Jesus weiß sich in seinem innersten Wesen „beschenkt“ und „beauftragt“, alles ihm Geschenkte „weiterzuschenken“: Sein Wissen um Gott, den Ursprung alles Existierenden, und seine Sehnsucht nach dem Leben aus der Begegnung mit dem allmächtigen, unendlich liebenden, menschenfreundlichen Gott. Im Zwiegespräch mit seinem Vater in der Gegenwart seiner Jünger wird seine Hingabe und seine Sorge für die Mitgeschöpfe, seine Brüder und Schwestern – Röm 8,29: Jesus „erster von vielen Brüdern und Schwestern“ – deutlich. Er hat – solange er erlebbar unter den Menschen weilte – im Namen/Auftrag Gottes und in der Kraft des Gottesgeistes gewirkt in Wort und Tat und will, dass dieses heilende Geschehen, gekrönt durch seine Auferstehung, weitergeht und weiter an den Menschen geschieht durch seine Jünger, indem er uns seine Freude in ihrer ganzen Fülle hinterlässt. Sie kann uns aber nur von innen heraus erfüllen, weil sie nicht von der Welt stammt, in der Jesus unter uns lebte und lebt. Wir sollen in dieser unserer Welt bleiben, aber ihrem Un-Geist, der uns ablenkt und ablehnt, „hasst“, nicht „erliegen“, sondern in der Wahrheit des Wortes Gottes, das Jesus uns zugesprochen hat, leben und „ausstrahlend“ – ermutigend und befreiend – zu Jesus und damit zu uns selber stehen.
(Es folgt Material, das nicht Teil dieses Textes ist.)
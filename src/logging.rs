// ============================================================================
// Logging
// tracing-subscriber bootstrap for binaries and demos
// ============================================================================

use tracing_subscriber::EnvFilter;

/// Install a global fmt subscriber.
///
/// `RUST_LOG` wins when set; otherwise `default_filter` (e.g. `"geowindow=debug"`)
/// applies. Calling this twice is harmless: the second call is ignored.
pub fn init_tracing(default_filter: &str) {
    let env_filter =
        EnvFilter::try_from_default_env().unwrap_or_else(|_| EnvFilter::new(default_filter));
    let _ = tracing_subscriber::fmt()
        .with_env_filter(env_filter)
        .with_target(false)
        .try_init();
}
// ============================================================================
// Lookup Observer Interface
// Defines the contract for observing lookup events
// ============================================================================

use crate::domain::LookupError;
use chrono::{DateTime, Utc};
use std::fmt;
use uuid::Uuid;

#[cfg(feature = "serde")]
use serde::{Deserialize, Serialize};

/// Unique lookup identifier
#[derive(Debug, Clone, Copy, PartialEq, Eq, Hash)]
#[cfg_attr(feature = "serde", derive(Serialize, Deserialize))]
pub struct LookupId(Uuid);

impl LookupId {
    pub fn new() -> Self {
        Self(Uuid::new_v4())
    }

    pub fn as_uuid(&self) -> Uuid {
        self.0
    }
}

impl Default for LookupId {
    fn default() -> Self {
        Self::new()
    }
}

impl fmt::Display for LookupId {
    fn fmt(&self, f: &mut fmt::Formatter<'_>) -> fmt::Result {
        write!(f, "{}", self.0)
    }
}

/// Events emitted while a lookup runs
#[derive(Debug, Clone)]
#[cfg_attr(feature = "serde", derive(Serialize))]
pub enum LookupEvent {
    /// Request parsed and accepted
    LookupReceived {
        lookup_id: LookupId,
        window: String,
        timestamp: DateTime<Utc>,
    },

    /// Storage plan decided
    PlanBuilt {
        lookup_id: LookupId,
        split: bool,
        timestamp: DateTime<Utc>,
    },

    /// One storage query returned
    StoreQueried {
        lookup_id: LookupId,
        query: String,
        documents: usize,
        timestamp: DateTime<Utc>,
    },

    /// All records projected
    LookupCompleted {
        lookup_id: LookupId,
        points: usize,
        timestamp: DateTime<Utc>,
    },

    /// Lookup aborted, no results returned
    LookupFailed {
        lookup_id: LookupId,
        reason: String,
        timestamp: DateTime<Utc>,
    },
}

impl LookupEvent {
    pub fn lookup_id(&self) -> LookupId {
        match self {
            LookupEvent::LookupReceived { lookup_id, .. }
            | LookupEvent::PlanBuilt { lookup_id, .. }
            | LookupEvent::StoreQueried { lookup_id, .. }
            | LookupEvent::LookupCompleted { lookup_id, .. }
            | LookupEvent::LookupFailed { lookup_id, .. } => *lookup_id,
        }
    }

    pub(crate) fn failed(lookup_id: LookupId, error: &LookupError) -> Self {
        LookupEvent::LookupFailed {
            lookup_id,
            reason: error.to_string(),
            timestamp: Utc::now(),
        }
    }
}

/// Observer trait for lookup events.
/// Implementations can handle logging, metrics, auditing, etc.
pub trait LookupObserver: Send + Sync {
    /// Handle a lookup event
    fn on_event(&self, event: LookupEvent);

    /// Batch event handler (optional optimization)
    fn on_events(&self, events: Vec<LookupEvent>) {
        for event in events {
            self.on_event(event);
        }
    }
}

/// No-op observer for testing
pub struct NoOpObserver;

impl LookupObserver for NoOpObserver {
    fn on_event(&self, _event: LookupEvent) {
        // Do nothing
    }
}

/// Logging observer
pub struct LoggingObserver;

impl LookupObserver for LoggingObserver {
    fn on_event(&self, event: LookupEvent) {
        match &event {
            LookupEvent::LookupFailed {
                lookup_id, reason, ..
            } => tracing::warn!(%lookup_id, %reason, "coordinate lookup failed"),
            _ => tracing::debug!("Coordinate lookup event: {:?}", event),
        }
    }
}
Bin ich mir bewusst, dass all mein Beten getragen sein muss von der Wahrhaftigkeit und dem innersten Wünschen Jesu, mit denen er – mich mitnehmend zum Vater – diese Sehnsucht des Menschenherzens nach seinem Schöpfer vor Gott bringt und der Erhörung und Erfüllung sicher ist? Entspricht mein Gebet dieser „Leitlinie“ Jesu, die zu seiner „Einführung ins Gebet“ gehört und die mir wirklich freudige Hoffnung auf meine Vollendung vermittelt?